Sonó el cristal. Alzó la mirada. Era de noche y no se había dado cuenta. Una luna llena ocupaba todos los rincones.
— No llores Manuel.
— ¿Cómo quieres que no llore? Mira dónde estoy. ¿A qué has venido? ¡Esto es por tu culpa!
— He venido a darte las gracias, Manuel. Has ayudado a todas esas personas a encontrar el descanso.
— ¿Descanso? ¿estás segura de que querían morir?
— Claro Manuel, yo era su ángel y sabía lo que sufrían, pero yo no podía...
— ¿Matarlas? ¡Dilo! ¡Matarlas!
— No Manuel, no las mataste, las aliviaste de su dolor. Ellas estaban condenadas a morir.
—¡Todos estamos condenados a morir! ¡Es ley de vida! ¡Pero nadie debe sufrir un asesinato! ¿tú eres un ángel? ¡Me cargaste con esta culpa que me pudre por dentro! ¿Llamarás a otro para que me mate a mí? ¿O me dejarás aquí condenado de por vida hasta que me seque como un árbol sin riego?
—Manuel, yo te acompañaré al cielo, no sufras por eso.
—¡No quiero que me acompañes al cielo quiero que me alivies ahora! ¡Cuando esté muerto, me dará todo igual! ¡Estaré muerto! ¡No seré nada!
— No, no digas eso, sabes que después...
— ¿Después qué? ¿seré otro ángel como tú? ¿Torturaré a algún vivo incauto?
— No, por favor, no digas eso de mí, me duele Manuel, me duele.
—¡Márchate ángel del demonio! ¡No vuelvas más si no es para sacarme de aquí! Vivo o muerto, me da igual, ya todo da igual.
Manuel volvió a llorar con la rabia en sus puños cerrados y en los dientes apretados.
Lucía despertó mojada en sudor. El sueño la había llevado por sitios extraños. Miró a su alrededor. La luz entraba por la ventana.
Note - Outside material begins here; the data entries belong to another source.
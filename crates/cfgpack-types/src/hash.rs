use std::fmt;
use std::str::FromStr;

use serde::{Deserialize, Deserializer, Serialize, Serializer};

use crate::error::TypeError;

/// 128-bit content fingerprint.
///
/// A `ContentHash` is the first 16 bytes of the BLAKE3 digest of some content,
/// split into two little-endian 64-bit halves. Identical content always
/// produces the same hash. [`ContentHash::ZERO`] never identifies real content;
/// it is reserved to mean "no content".
#[derive(Clone, Copy, PartialEq, Eq, Hash, Default)]
pub struct ContentHash {
    low: u64,
    high: u64,
}

impl ContentHash {
    /// The reserved "absent" hash.
    pub const ZERO: Self = Self { low: 0, high: 0 };

    /// Version of an archive with no entries.
    pub const ONE: Self = Self { low: 1, high: 0 };

    /// Create from the two 64-bit halves.
    pub const fn new(low: u64, high: u64) -> Self {
        Self { low, high }
    }

    /// Compute the content hash of raw bytes.
    pub fn compute_from_bytes(data: &[u8]) -> Self {
        let digest = blake3::hash(data);
        let bytes = digest.as_bytes();
        let mut low = [0u8; 8];
        let mut high = [0u8; 8];
        low.copy_from_slice(&bytes[0..8]);
        high.copy_from_slice(&bytes[8..16]);
        Self {
            low: u64::from_le_bytes(low),
            high: u64::from_le_bytes(high),
        }
    }

    pub const fn low(&self) -> u64 {
        self.low
    }

    pub const fn high(&self) -> u64 {
        self.high
    }

    /// Returns `true` for the reserved [`ContentHash::ZERO`].
    pub fn is_zero(&self) -> bool {
        *self == Self::ZERO
    }

    /// Fold a named hash into a running accumulator.
    ///
    /// The fold is order-dependent: the same `(name, hash)` pairs fed in a
    /// different order produce a different accumulator. All arithmetic wraps.
    pub fn fold(self, name: &str, hash: ContentHash) -> ContentHash {
        let name_hash = Self::compute_from_bytes(name.as_bytes());
        Self {
            low: self.low.wrapping_mul(7919) ^ name_hash.low ^ hash.low,
            high: self.high.wrapping_mul(1797) ^ name_hash.high ^ hash.high,
        }
    }

    /// Full hex-encoded string (32 characters, high half first).
    pub fn to_hex(&self) -> String {
        format!("{:016x}{:016x}", self.high, self.low)
    }

    /// Short hex representation (first 8 characters).
    pub fn short_hex(&self) -> String {
        self.to_hex()[..8].to_string()
    }

    /// Parse from a 32-character hex string.
    pub fn from_hex(s: &str) -> Result<Self, TypeError> {
        let bytes = hex::decode(s).map_err(|e| TypeError::InvalidHex(e.to_string()))?;
        if bytes.len() != 16 {
            return Err(TypeError::InvalidLength {
                expected: 16,
                actual: bytes.len(),
            });
        }
        let mut high = [0u8; 8];
        let mut low = [0u8; 8];
        high.copy_from_slice(&bytes[0..8]);
        low.copy_from_slice(&bytes[8..16]);
        Ok(Self {
            low: u64::from_be_bytes(low),
            high: u64::from_be_bytes(high),
        })
    }
}

/// Compute the version hash of an archive from its `(name, hash)` pairs.
///
/// Pairs are folded in the order given, so callers must pass entries in the
/// archive's canonical order to reproduce a stored version. A result of
/// [`ContentHash::ZERO`] is remapped to [`ContentHash::ONE`].
pub fn compute_version_hash_for_entries<'a, I>(entries: I) -> ContentHash
where
    I: IntoIterator<Item = (&'a str, ContentHash)>,
{
    let folded = entries
        .into_iter()
        .fold(ContentHash::ZERO, |acc, (name, hash)| acc.fold(name, hash));
    if folded.is_zero() {
        ContentHash::ONE
    } else {
        folded
    }
}

impl fmt::Debug for ContentHash {
    fn fmt(&self, f: &mut fmt::Formatter<'_>) -> fmt::Result {
        write!(f, "ContentHash({})", self.to_hex())
    }
}

impl fmt::Display for ContentHash {
    fn fmt(&self, f: &mut fmt::Formatter<'_>) -> fmt::Result {
        write!(f, "{}", self.to_hex())
    }
}

impl FromStr for ContentHash {
    type Err = TypeError;

    fn from_str(s: &str) -> Result<Self, Self::Err> {
        Self::from_hex(s)
    }
}

impl Serialize for ContentHash {
    fn serialize<S: Serializer>(&self, serializer: S) -> Result<S::Ok, S::Error> {
        serializer.collect_str(self)
    }
}

impl<'de> Deserialize<'de> for ContentHash {
    fn deserialize<D: Deserializer<'de>>(deserializer: D) -> Result<Self, D::Error> {
        let s = String::deserialize(deserializer)?;
        Self::from_hex(&s).map_err(serde::de::Error::custom)
    }
}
Todo estaba tan asépticamente como siempre.
Al poco sonaron varios golpes en la puerta y entró el médico.
— Hola Lucia, hoy traigo buenas noticias.
— Dígame doctor.
— Ha terminado tu aislamiento, el trasplante ha sido un éxito y tu cuerpo va generando defensas. Ya podrás recibir alguna visita.
— ¡¡Oh doctor! ¡Qué buena noticia! Me estaba empezando a volver loca, un mes aislada es demasiado tiempo.
— Lo sé Lucía, lo sé. Pero ya ha pasado. Eres fuerte, muy fuerte, más de lo que tú te crees.
Lucía comenzó a llorar.
— ¿Puedo hacerle una pregunta?
— Sí por supuesto, espero tener respuesta para ello.
Lucía sonrió.
— ¿Puedo llamarle por su nombre?
— Por supuesto Lucía.
— Manuel, ¿puedo preguntarle?...¿Qué pasó con ellos?
— Quieres saber sí...
— Sí doctor por favor, compartimos muchos días de quimio, muchas confidencias, miedos...ya sabe.
— Lucía por secreto profesional no debería pero...Sí están bien, han respondido bien al tratamiento.
— Entonces no los mató.
— ¿Matar?
— No doctor...Manuel, perdóneme, tuve una pesadilla absurda. Discúlpeme.
— No pasa nada, a veces los tratamientos os confunden, sólo quiero que sepas que yo sólo trato de aliviar vuestro sufrimiento.